Il vino è uno dei prodotti simbolo del made in Italy, con un fatturato che si tiene stabilmente al 10% dell'intero settore agroalimentare italiano, ma vive sicuramente una stagione di contrasti. Negli ultimi dieci anni, se da un lato il prodotto italiano, specie quello di qualità, non ha smesso di trovare nuovi mercati ed incrociare preferenze inedite, nella fase più recente sembra perdere colpi, per una serie di fattori: domanda ferma sul mercato interno, il rallentamento dell'export, il cambio dei gusti dei consumatori, con un aumento delle giacenze in cantina che ultimamente non riguarda più solo il vino comune ma si affaccia sulle Indicazioni Geografiche e per i vini rossi anche sulle Denominazioni di Origine Protetta.

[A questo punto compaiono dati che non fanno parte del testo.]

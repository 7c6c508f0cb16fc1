//! Paging, sorting and projection options for `find` and `get` calls.
//!
//! Options are caller-facing names (`page_number`, `order_by`, ...) that
//! map onto the backend's query parameters when turned into
//! `TemplateParams`:
//!
//! | option                         | query parameter |
//! |--------------------------------|-----------------|
//! | `page_number`                  | `page`          |
//! | `page_size`                    | `rpp`           |
//! | `search`                       | `searchQuery`   |
//! | `order_by` + `order_direction` | `sort` (`name\|desc`) |
//! | `embed`, `fields`              | comma lists     |

use serde::{Deserialize, Serialize};
use serde_json::Value;

use crate::uri_template::TemplateParams;

#[derive(Debug, Clone, Copy, PartialEq, Eq, Serialize, Deserialize)]
#[serde(rename_all = "lowercase")]
pub enum OrderDirection {
    Asc,
    Desc,
}

impl OrderDirection {
    pub fn as_str(self) -> &'static str {
        match self {
            OrderDirection::Asc => "asc",
            OrderDirection::Desc => "desc",
        }
    }
}

/// Options for `find` operations.
#[derive(Debug, Clone, Default, PartialEq, Serialize, Deserialize)]
#[serde(rename_all = "camelCase", default)]
pub struct FindOptions {
    pub page_number: Option<u32>,
    pub page_size: Option<u32>,
    pub order_by: Option<String>,
    pub order_direction: Option<OrderDirection>,
    pub search: Option<String>,
    pub embed: Vec<String>,
    pub fields: Vec<String>,
    /// Additional parameters passed straight to the template, for routes
    /// that accept more than the standard set.
    #[serde(skip)]
    pub extra: TemplateParams,
}

impl FindOptions {
    pub fn new() -> Self {
        Self::default()
    }

    pub fn page(mut self, number: u32, size: u32) -> Self {
        self.page_number = Some(number);
        self.page_size = Some(size);
        self
    }

    pub fn order_by(mut self, field: impl Into<String>, direction: OrderDirection) -> Self {
        self.order_by = Some(field.into());
        self.order_direction = Some(direction);
        self
    }

    pub fn search(mut self, phrase: impl Into<String>) -> Self {
        self.search = Some(phrase.into());
        self
    }

    pub fn embed(mut self, relation: impl Into<String>) -> Self {
        self.embed.push(relation.into());
        self
    }

    pub fn field(mut self, name: impl Into<String>) -> Self {
        self.fields.push(name.into());
        self
    }

    pub fn param(mut self, name: impl Into<String>, value: impl Into<Value>) -> Self {
        self.extra.insert(name, value);
        self
    }

    /// The sort expression understood by the backend.
    pub fn sort(&self) -> Option<String> {
        let field = self.order_by.as_deref().filter(|f| !f.is_empty())?;
        Some(match self.order_direction {
            Some(direction) => format!("{field}|{}", direction.as_str()),
            None => field.to_string(),
        })
    }

    pub fn to_params(&self) -> TemplateParams {
        let mut params = self.extra.clone();
        if let Some(search) = &self.search {
            params.insert("searchQuery", search.as_str());
        }
        if let Some(page) = self.page_number {
            params.insert("page", page);
        }
        if let Some(rpp) = self.page_size {
            params.insert("rpp", rpp);
        }
        if let Some(sort) = self.sort() {
            params.insert("sort", sort);
        }
        insert_list(&mut params, "embed", &self.embed);
        insert_list(&mut params, "fields", &self.fields);
        params
    }
}

/// Options for `get` operations.
#[derive(Debug, Clone, Default, PartialEq, Eq, Serialize, Deserialize)]
#[serde(default)]
pub struct GetOptions {
    pub embed: Vec<String>,
    pub fields: Vec<String>,
}

impl GetOptions {
    pub fn new() -> Self {
        Self::default()
    }

    pub fn embed(mut self, relation: impl Into<String>) -> Self {
        self.embed.push(relation.into());
        self
    }

    pub fn field(mut self, name: impl Into<String>) -> Self {
        self.fields.push(name.into());
        self
    }

    pub fn to_params(&self) -> TemplateParams {
        let mut params = TemplateParams::new();
        insert_list(&mut params, "embed", &self.embed);
        insert_list(&mut params, "fields", &self.fields);
        params
    }
}

fn insert_list(params: &mut TemplateParams, name: &str, values: &[String]) {
    if !values.is_empty() {
        params.insert(name, values.to_vec());
    }
}

#[cfg(test)]
mod tests {
    use super::*;
    use serde_json::json;

    #[test]
    fn find_options_map_to_backend_names() {
        let params = FindOptions::new()
            .page(2, 25)
            .order_by("dateCreated", OrderDirection::Desc)
            .search("volvo")
            .embed("owner")
            .to_params();
        assert_eq!(params.get("page"), Some(&json!(2)));
        assert_eq!(params.get("rpp"), Some(&json!(25)));
        assert_eq!(params.get("sort"), Some(&json!("dateCreated|desc")));
        assert_eq!(params.get("searchQuery"), Some(&json!("volvo")));
        assert_eq!(params.get("embed"), Some(&json!(["owner"])));
        assert!(params.get("fields").is_none());
    }

    #[test]
    fn sort_without_direction() {
        let options = FindOptions {
            order_by: Some("name".into()),
            ..FindOptions::default()
        };
        assert_eq!(options.sort().as_deref(), Some("name"));
        assert_eq!(FindOptions::new().sort(), None);
    }

    #[test]
    fn empty_options_produce_no_params() {
        assert!(FindOptions::new().to_params().is_empty());
        assert!(GetOptions::new().to_params().is_empty());
    }

    #[test]
    fn extra_params_are_kept() {
        let params = FindOptions::new().param("statuses", "active").to_params();
        assert_eq!(params.get("statuses"), Some(&json!("active")));
    }

    #[test]
    fn deserializes_from_camel_case() {
        let options: FindOptions = serde_json::from_value(json!({
            "pageNumber": 1,
            "pageSize": 10,
            "orderBy": "name",
            "orderDirection": "asc",
            "search": "x"
        }))
        .unwrap();
        assert_eq!(options.sort().as_deref(), Some("name|asc"));
        assert_eq!(options.page_size, Some(10));
    }
}
//! HAL link collections and relation lookup.
//!
//! # Design
//! Entities returned by the backend carry a `_links` object mapping relation
//! names to link objects (or arrays of them). Mutating operations never use a
//! static route: they look up the `put`, `patch` or `delete` relation on the
//! entity itself, because the server only advertises actions the caller is
//! allowed to perform on that instance. A missing relation is reported as
//! `ApiError::RelationNotFound`.

use std::collections::BTreeMap;

use reqwest::Url;
use serde::{Deserialize, Serialize};

use crate::error::ApiError;
use crate::uri_template::{TemplateParams, UriTemplate};

/// Relation names used by the CRUD operations.
pub mod rel {
    pub const SELF: &str = "self";
    pub const PUT: &str = "put";
    pub const PATCH: &str = "patch";
    pub const DELETE: &str = "delete";
}

/// A single HAL link object.
#[derive(Debug, Clone, PartialEq, Eq, Serialize, Deserialize)]
pub struct Link {
    pub href: String,
    #[serde(default, skip_serializing_if = "std::ops::Not::not")]
    pub templated: bool,
    #[serde(default, skip_serializing_if = "Option::is_none")]
    pub title: Option<String>,
}

impl Link {
    pub fn new(href: impl Into<String>) -> Self {
        Self {
            href: href.into(),
            templated: false,
            title: None,
        }
    }

    /// The link target; templated hrefs are expanded with `params`.
    pub fn expand(&self, params: &TemplateParams) -> Result<String, ApiError> {
        if self.templated {
            Ok(UriTemplate::parse(&self.href)?.expand(params))
        } else {
            Ok(self.href.clone())
        }
    }

    /// Absolute URL of the link target, resolved against `base_url` the way
    /// a browser resolves a reference (RFC 3986): `/x` keeps only the scheme
    /// and authority of the base, `x` lands under the base path, and
    /// absolute hrefs are returned unchanged.
    pub fn resolve(&self, base_url: &str, params: &TemplateParams) -> Result<String, ApiError> {
        resolve_href(base_url, &self.expand(params)?)
    }
}

#[derive(Debug, Clone, PartialEq, Eq, Serialize, Deserialize)]
#[serde(untagged)]
enum LinkEntry {
    One(Link),
    Many(Vec<Link>),
}

impl LinkEntry {
    fn as_slice(&self) -> &[Link] {
        match self {
            LinkEntry::One(link) => std::slice::from_ref(link),
            LinkEntry::Many(links) => links,
        }
    }
}

/// Relation name to link(s) mapping, as found under `_links`.
#[derive(Debug, Clone, Default, PartialEq, Eq, Serialize, Deserialize)]
#[serde(transparent)]
pub struct Links(BTreeMap<String, LinkEntry>);

impl Links {
    pub fn new() -> Self {
        Self::default()
    }

    /// First link registered under `rel`.
    pub fn get(&self, rel: &str) -> Option<&Link> {
        self.all(rel).first()
    }

    /// Every link registered under `rel`; empty when absent.
    pub fn all(&self, rel: &str) -> &[Link] {
        self.0.get(rel).map(LinkEntry::as_slice).unwrap_or(&[])
    }

    /// Like `get`, but an absent relation is an error.
    pub fn require(&self, rel: &str) -> Result<&Link, ApiError> {
        self.get(rel).ok_or_else(|| {
            tracing::debug!(rel, "relation not advertised by the entity");
            ApiError::relation_not_found(rel)
        })
    }

    pub fn contains(&self, rel: &str) -> bool {
        self.get(rel).is_some()
    }

    pub fn insert(&mut self, rel: impl Into<String>, link: Link) {
        self.0.insert(rel.into(), LinkEntry::One(link));
    }

    pub fn rels(&self) -> impl Iterator<Item = &str> {
        self.0.keys().map(String::as_str)
    }

    pub fn is_empty(&self) -> bool {
        self.0.is_empty()
    }
}

/// Implemented by every entity that carries HAL links.
pub trait HalResource {
    fn links(&self) -> &Links;

    fn link(&self, rel: &str) -> Result<&Link, ApiError> {
        self.links().require(rel)
    }
}

/// The base URL is treated as a directory, so `https://h/v1/app` and
/// `https://h/v1/app/` resolve `resources/x` identically.
pub(crate) fn resolve_href(base_url: &str, href: &str) -> Result<String, ApiError> {
    let invalid = |reason: String| ApiError::InvalidUrl {
        base_url: base_url.to_string(),
        href: href.to_string(),
        reason,
    };
    let base = Url::parse(&format!("{}/", base_url.trim_end_matches('/')))
        .map_err(|e| invalid(e.to_string()))?;
    base.join(href)
        .map(String::from)
        .map_err(|e| invalid(e.to_string()))
}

Insomma, si è un po' come in mezzo ad un guado tra passato e futuro di questo settore, dal quale non sempre è facile l'approdo alla nuova sponda, e dove le scelte di oggi, quelle del presente, saranno decisive, a tutti i livelli.
Sulle possibili soluzioni e vie d'uscita, AgroNotizie® - in occasione del rinnovo dei vertici di Federvini, l'associazione di produttori federata a Federalimentare e Confindustria, che ha portato alla presidenza il produttore di aceti Giacomo Ponti - ha sentito il vicepresidente Piero Mastroberardino, irpino, produttore di vini. Dalle sue parole vengono indicazioni precise e che fanno chiarezza sui passi da fare.

Piero Mastroberardino
(Fonte: Federvini)
Il mondo del vino attraversa una fase particolare, quella di una diminuzione della domanda complessiva di prodotto, con il mercato interno fermo ormai da anni e l'export che non cresce più come in passato, anche se continua ad offrire soddisfazioni: siamo già alla necessità di ridurre la produzione - come pure autorevolmente suggerito - o ci sono ancora spazi per vendere vino di qualità aggredendo nuovi mercati e puntando sulle generazioni più giovani?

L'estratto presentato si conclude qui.